Research: Chapter 3: The Effect of Preferred Sedative Music on the Anxiety of Patients During Pacemaker Implant Surgery and Heart Catheterization

Chapter III

Methods and Procedures


Twenty-two patients ranging in age from 44 to 88 years were selected from patients admitted for pacemaker implant surgery or heart catheterization to one mid-sized hospital in the southwestern United States. The researcher alternately assigned subjects to the control group or experimental group in a sequential manner as they were admitted to the hospital. There were 11 subjects in the control group whose ages ranged from 56 years to 88 years, with a mean age of 70.2 years. There were 11 subjects in the experimental group whose ages ranged from 44 years to 77 years, with a mean age of 62.8 years. All subjects were told that they might listen to sedative music during surgery if they chose to participate in the study, although, the patients were unaware of their assigned group. Informed consent was obtained from the patients prior to the experiment (see Appendix A).


Necessary equipment included medical apparatus for the pacemaker implant or heart catheterization. Other equipment included a portable auto-reverse tape player, stereo headphones, a questionnaire and a clipboard.


The researcher measured the dependent variable of state anxiety through interview format with the State-Trait Anxiety Inventory (STAI) developed by Spielberger (1983). The STAI has high reliability as indicated in test-retest scores for samples of working adults, students and military recruits under stressful conditions. Alpha coefficients for these populations ranged from .92 to .94 which indicated very high reliability for the instrument. The STAI also provides evidence of high construct and concurrent validity in tests using military recruits and college students (Spielberger, 1977).


Recordings consisted of sedative classical, new-age, and easy-listening adult music. Sedative music was defined as music that had a constant underlying rhythm, a tempo between 60 and 80 beats per minute, a repeating melodic pattern, and little or no change in dynamics, articulation, or tempo.


Twenty-two male subjects between the ages of 44 and 88 years were alternately assigned to one of two groups as they were admitted for pacemaker implant surgery or heart catheterization, (a) an experimental group that listened to music during surgery, and (b) a control group that listened to only whatever naturally occurred in the operating room environment.

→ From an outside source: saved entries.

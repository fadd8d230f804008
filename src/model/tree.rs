//! Provides the arena-based constituency tree.
//!
//! Provides core data structures for representing parse trees:
//! * [ParseTree] - Tree structure using the arena pattern
//! * [NodeId] as type used to index nodes in a tree
//! * [PreOrderIter] and [PostOrderIter] for stack-based traversal

use crate::model::config::TreeConfig;
use crate::model::node::Node;

/// Index of a node in a tree (arena).
pub type NodeId = usize;

/// Index of the root; the root is always the first node created.
pub const ROOT_ID: NodeId = 0;

// =$========================================================================$=
// TREE
// =$========================================================================$=
/// A constituency parse tree represented using the arena pattern on [Node].
///
/// Nodes are stored in a contiguous vector and referenced by [NodeId].
/// Parent links are plain indices, so upward navigation is O(1) and node
/// identity comparison is integer equality.
///
/// # Structure
/// - All nodes (root, non-terminals and terminals) are stored in the arena,
///   in the order they were created while parsing (pre-order).
/// - The root is the node with id [ROOT_ID] and is tagged with
///   [`TreeConfig::root_label`].
/// - Terminal ids are additionally kept in left-to-right order, so the i-th
///   word of the sentence resolves to its node in O(1).
///
/// # Construction
/// Trees are built by a [TreeBuilder](crate::model::TreeBuilder) driven by
/// the [BracketParser](crate::bracket::BracketParser) and are read-only
/// afterward.
#[derive(Debug, Clone)]
pub struct ParseTree {
    /// Nodes of this tree (arena pattern)
    nodes: Vec<Node>,

    /// Terminal node ids, left to right
    terminals: Vec<NodeId>,

    /// Conventions the tree was built with
    config: TreeConfig,
}

// ============================================================================
// Construction (crate)
// ============================================================================
impl ParseTree {
    /// Creates a tree holding only a root tagged with the configured root label.
    ///
    /// # Arguments
    /// * `config` - Conventions for this tree
    /// * `capacity` - Expected number of nodes
    pub(crate) fn with_root(config: TreeConfig, capacity: usize) -> Self {
        let mut nodes = Vec::with_capacity(capacity.max(1));
        nodes.push(Node::new_root(ROOT_ID, config.root_label().to_string()));
        ParseTree {
            nodes,
            terminals: Vec::new(),
            config,
        }
    }

    /// Adds a non-terminal as last child of `parent`, returning its id.
    ///
    /// # Panics
    /// Panics if `parent` is out of bounds or a terminal.
    pub(crate) fn add_non_terminal(&mut self, parent: NodeId, tag: &str) -> NodeId {
        let id = self.nodes.len();
        self.nodes
            .push(Node::new_non_terminal(id, tag.to_string(), parent));
        self.nodes[parent].push_child(id);
        id
    }

    /// Adds a terminal as last child of `parent`, returning its id.
    ///
    /// # Panics
    /// Panics if `parent` is out of bounds or a terminal.
    pub(crate) fn add_terminal(&mut self, parent: NodeId, tag: &str, word: &str) -> NodeId {
        let id = self.nodes.len();
        self.nodes.push(Node::new_terminal(
            id,
            tag.to_string(),
            word.to_string(),
            parent,
        ));
        self.nodes[parent].push_child(id);
        self.terminals.push(id);
        id
    }
}

// ============================================================================
// Getters / Accessors (pub)
// ============================================================================
impl ParseTree {
    /// Returns the id of the root.
    pub fn root_id(&self) -> NodeId {
        ROOT_ID
    }

    /// Returns a reference to the root node.
    pub fn root(&self) -> &Node {
        &self[ROOT_ID]
    }

    /// Returns a reference to the node with the given id.
    ///
    /// # Panics
    /// Panics if `id` is out of bounds.
    pub fn node(&self, id: NodeId) -> &Node {
        &self[id]
    }

    /// Returns the node with the given id, or `None` if out of bounds.
    pub fn get(&self, id: NodeId) -> Option<&Node> {
        self.nodes.get(id)
    }

    /// Returns all nodes in creation (pre-)order.
    pub fn nodes(&self) -> &[Node] {
        &self.nodes
    }

    /// Returns the conventions this tree was built with.
    pub fn config(&self) -> &TreeConfig {
        &self.config
    }

    /// Returns the number of nodes, root included.
    pub fn num_nodes(&self) -> usize {
        self.nodes.len()
    }

    /// Returns the number of terminals (words).
    pub fn num_terminals(&self) -> usize {
        self.terminals.len()
    }

    /// Returns the number of non-terminals, root included.
    pub fn num_non_terminals(&self) -> usize {
        self.nodes.len() - self.terminals.len()
    }

    /// Returns the terminal ids of the whole tree, left to right.
    pub fn terminals(&self) -> &[NodeId] {
        &self.terminals
    }

    /// Returns the id of the `index`-th terminal (0-based word position).
    pub fn terminal_at(&self, index: usize) -> Option<NodeId> {
        self.terminals.get(index).copied()
    }

    /// Returns the words of the sentence, left to right.
    pub fn words(&self) -> Vec<&str> {
        self.terminals
            .iter()
            .filter_map(|&id| self.nodes[id].word())
            .collect()
    }

    /// Returns the part-of-speech tags of the sentence, left to right.
    pub fn tags(&self) -> Vec<&str> {
        self.terminals
            .iter()
            .map(|&id| self.nodes[id].tag())
            .collect()
    }
}

// ============================================================================
// Validation (pub)
// ============================================================================
impl ParseTree {
    /// Validates the tree structure and all index references.
    ///
    /// Checks:
    /// - The root is at [ROOT_ID], has no parent, carries the root label
    ///   and is a non-terminal
    /// - All node ids match their position in the arena
    /// - Exactly one node has no parent
    /// - Every non-terminal has at least one child, and every child points
    ///   back to it as parent
    /// - Every non-root node occurs exactly once among its parent's children
    /// - The terminal index lists exactly the terminals in left-to-right order
    ///
    /// # Returns
    /// `true` if tree is valid, `false` otherwise
    pub fn is_valid(&self) -> bool {
        let Some(root) = self.nodes.first() else {
            return false;
        };
        if !root.is_root() || root.is_terminal() || root.tag() != self.config.root_label() {
            return false;
        }

        for (index, node) in self.nodes.iter().enumerate() {
            if node.id() != index {
                return false;
            }

            if node.is_non_terminal() && !node.has_children() {
                return false;
            }

            for &child in node.children() {
                match self.nodes.get(child) {
                    Some(c) if c.parent() == Some(index) => {}
                    _ => return false,
                }
            }

            match node.parent() {
                None if index != ROOT_ID => return false,
                None => {}
                Some(parent) => {
                    let Some(p) = self.nodes.get(parent) else {
                        return false;
                    };
                    let occurrences = p.children().iter().filter(|&&c| c == index).count();
                    if occurrences != 1 {
                        return false;
                    }
                }
            }
        }

        let in_order: Vec<NodeId> = self
            .pre_order_iter()
            .filter(|n| n.is_terminal())
            .map(|n| n.id())
            .collect();

        in_order == self.terminals
    }
}

impl std::ops::Index<NodeId> for ParseTree {
    type Output = Node;

    fn index(&self, index: NodeId) -> &Self::Output {
        &self.nodes[index]
    }
}

// ============================================================================
// Printing (pub)
// ============================================================================
impl ParseTree {
    /// Renders an indented outline of the tree.
    ///
    /// # Example Output
    /// ```text
    /// [0] ROOT
    ///   └─ [1] S
    ///       ├─ [2] NP
    ///       │   └─ [3] NN "dog"
    ///       └─ [4] VP
    ///           └─ [5] VBZ "runs"
    /// ```
    pub fn outline(&self) -> String {
        let mut out = String::new();
        self.outline_node(&mut out, ROOT_ID, "", true);
        out
    }

    /// Helper function to recursively render a node and its children.
    fn outline_node(&self, out: &mut String, id: NodeId, prefix: &str, is_last: bool) {
        let node = &self.nodes[id];

        let connector = if prefix.is_empty() {
            ""
        } else if is_last {
            "└─ "
        } else {
            "├─ "
        };

        let line = match node.word() {
            Some(word) => format!("{prefix}{connector}[{id}] {} \"{word}\"\n", node.tag()),
            None => format!("{prefix}{connector}[{id}] {}\n", node.tag()),
        };
        out.push_str(&line);

        let new_prefix = if prefix.is_empty() {
            "  ".to_string()
        } else {
            format!("{}{}   ", prefix, if is_last { " " } else { "│" })
        };

        let children = node.children();
        for (i, &child) in children.iter().enumerate() {
            self.outline_node(out, child, &new_prefix, i + 1 == children.len());
        }
    }
}

// =$========================================================================$=
// ITERATORS
// =$========================================================================$=
impl ParseTree {
    /// Returns an iterator over the whole tree in pre-order
    /// (parents before children, children left to right).
    ///
    /// Pre-order equals the creation order of nodes, so ids come out sorted.
    pub fn pre_order_iter(&self) -> PreOrderIter<'_> {
        PreOrderIter::new(self, ROOT_ID)
    }

    /// Returns an iterator over the subtree below (and including) `id` in pre-order.
    pub fn pre_order_from(&self, id: NodeId) -> PreOrderIter<'_> {
        PreOrderIter::new(self, id)
    }

    /// Returns an iterator over the whole tree in post-order
    /// (children before parents).
    pub fn post_order_iter(&self) -> PostOrderIter<'_> {
        PostOrderIter::new(self, ROOT_ID)
    }
}

/// Iterator for pre-order traversal (parents before children).
///
/// This iterator uses a stack-based approach to traverse the tree without recursion.
pub struct PreOrderIter<'a> {
    tree: &'a ParseTree,
    stack: Vec<NodeId>,
}

impl<'a> PreOrderIter<'a> {
    fn new(tree: &'a ParseTree, start: NodeId) -> Self {
        let mut stack = Vec::new();
        if start < tree.nodes.len() {
            stack.push(start);
        }
        PreOrderIter { tree, stack }
    }
}

impl<'a> Iterator for PreOrderIter<'a> {
    type Item = &'a Node;

    fn next(&mut self) -> Option<Self::Item> {
        let index = self.stack.pop()?;
        let node = &self.tree[index];

        // Push children in reverse, so leftmost is processed first
        self.stack.extend(node.children().iter().rev());

        Some(node)
    }
}

/// Iterator for post-order traversal (children before parents).
///
/// This iterator uses a stack-based approach to traverse the tree without recursion.
pub struct PostOrderIter<'a> {
    tree: &'a ParseTree,
    stack: Vec<(NodeId, bool)>, // (index, children_visited)
}

impl<'a> PostOrderIter<'a> {
    fn new(tree: &'a ParseTree, start: NodeId) -> Self {
        let mut stack = Vec::new();
        if start < tree.nodes.len() {
            stack.push((start, false));
        }
        PostOrderIter { tree, stack }
    }
}

impl<'a> Iterator for PostOrderIter<'a> {
    type Item = &'a Node;

    fn next(&mut self) -> Option<Self::Item> {
        while let Some((index, children_visited)) = self.stack.pop() {
            let node = &self.tree[index];

            if children_visited || node.is_terminal() {
                return Some(node);
            }

            self.stack.push((index, true));
            self.stack
                .extend(node.children().iter().rev().map(|&c| (c, false)));
        }
        None
    }
}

The researcher obtained consent from each patient prior to the procedures.

The researcher met with each patient in the patient’s room or in the preoperative holding area. Experimental subjects were told that they may choose to listen to one of several different types of music during surgery. After verbally offering the choices, the researcher asked the patient to choose one type of music. The researcher placed the headphones that would be used in the experiment on the patient and began playing the selected style of music.

The researcher told all patients that they were going to practice listening to the music like they would do in the operating room. The researcher instructed the patient to begin taking slow and relaxed breaths. The researcher told the patients to think about the music as they took in each breath and to think of the tension flowing out of their bodies as they exhaled. The researcher allowed each patient to practice this protocol for approximately one minute. Patients in the control group were left to the medical staff after consent was obtained.

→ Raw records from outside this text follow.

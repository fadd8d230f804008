//! Bracket format writing for [ParseTree]s.

use crate::bracket::defs::{CLOSE_BRACKET, OPEN_BRACKET};
use crate::model::{NodeId, ParseTree, ROOT_ID};
use std::fmt;

/// Extra buffer in bracket string length/capacity estimate
const BUFFER_CHARS: usize = 4;

/// Returns the bracket representation of the whole tree.
///
/// The root is written as an anonymous bracket, so the output of a parsed
/// tree can be parsed again into a structurally identical tree.
///
/// # Example
/// ```
/// use synfeat::bracket::{write_tree, BracketParser};
///
/// let mut parser = BracketParser::new_defaults();
/// let tree = parser.parse_str("(S (NP (NN Dogs)) (VP (VBP bark)))").unwrap();
/// assert_eq!(write_tree(&tree), "((S (NP (NN Dogs)) (VP (VBP bark))))");
/// ```
pub fn write_tree(tree: &ParseTree) -> String {
    let mut out = String::with_capacity(estimate_len(tree, ROOT_ID));
    build_bracket(tree, &mut out, ROOT_ID);
    out
}

/// Returns the bracket representation of the subtree below (and including) `id`.
///
/// The root keeps its anonymous form; every other node is written as
/// `(TAG ...)`.
///
/// # Panics
/// Panics if `id` is out of bounds.
pub fn write_subtree(tree: &ParseTree, id: NodeId) -> String {
    let mut out = String::with_capacity(estimate_len(tree, id));
    build_bracket(tree, &mut out, id);
    out
}

// Recursive helper for building the bracket string
fn build_bracket(tree: &ParseTree, out: &mut String, id: NodeId) {
    let node = &tree[id];
    out.push_str(OPEN_BRACKET);

    if let Some(word) = node.word() {
        out.push_str(node.tag());
        out.push(' ');
        out.push_str(word);
    } else {
        if !node.is_root() {
            out.push_str(node.tag());
            out.push(' ');
        }
        for (i, &child) in node.children().iter().enumerate() {
            if i > 0 {
                out.push(' ');
            }
            build_bracket(tree, out, child);
        }
    }

    out.push_str(CLOSE_BRACKET);
}

fn estimate_len(tree: &ParseTree, id: NodeId) -> usize {
    tree.pre_order_from(id)
        .map(|n| n.tag().len() + n.word().map_or(0, str::len) + BUFFER_CHARS)
        .sum()
}

impl fmt::Display for ParseTree {
    fn fmt(&self, f: &mut fmt::Formatter<'_>) -> fmt::Result {
        f.write_str(&write_tree(self))
    }
}

#[cfg(test)]
mod tests {
    use super::*;
    use crate::bracket::BracketParser;

    #[test]
    fn subtree_of_terminal() {
        let tree = BracketParser::new_defaults()
            .parse_str("(NP (DT the) (NN cat))")
            .unwrap();
        assert_eq!(write_subtree(&tree, 2), "(DT the)");
        assert_eq!(write_subtree(&tree, 1), "(NP (DT the) (NN cat))");
    }

    #[test]
    fn display_matches_write_tree() {
        let tree = BracketParser::new_defaults()
            .parse_str("((X (Y z)))")
            .unwrap();
        assert_eq!(tree.to_string(), "((X (Y z)))");
    }
}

Patients were taken from their rooms to either the operating room holding area or directly to the operating room. After the patient had arrived at one of these locations, the researcher asked the patient to answer the STAI questions. The researcher asked each question verbally and recorded the subject’s responses on a form. This took approximately five minutes for each subject. Control subjects were left in the care of the medical staff after answering the STAI questions. Patients in both groups were told that they would be asked to answer several more questions immediately after the surgery.

The music for the experimental group began after the patients were lying immobile on the operating table. The headphones were placed flush against each patient’s head. The tape player was secured by double sided foam tape to the table next to the patient’s pillow. The researcher set the loudness of the music to a level comfortable for the patient so that the patient could still hear the researcher and the medical staff when they spoke to him. The researcher asked all of the patients to answer the STAI questions immediately after all of the post-operative nursing protocols were completed in the operating room.

Data Analysis

Individual scores from the STAI pre and post test were recorded for each patient in the control and experimental groups. The change in scores between pre and post tests for the control group were compared to the change in scores for the experimental group using a one-way ANOVA test for two groups.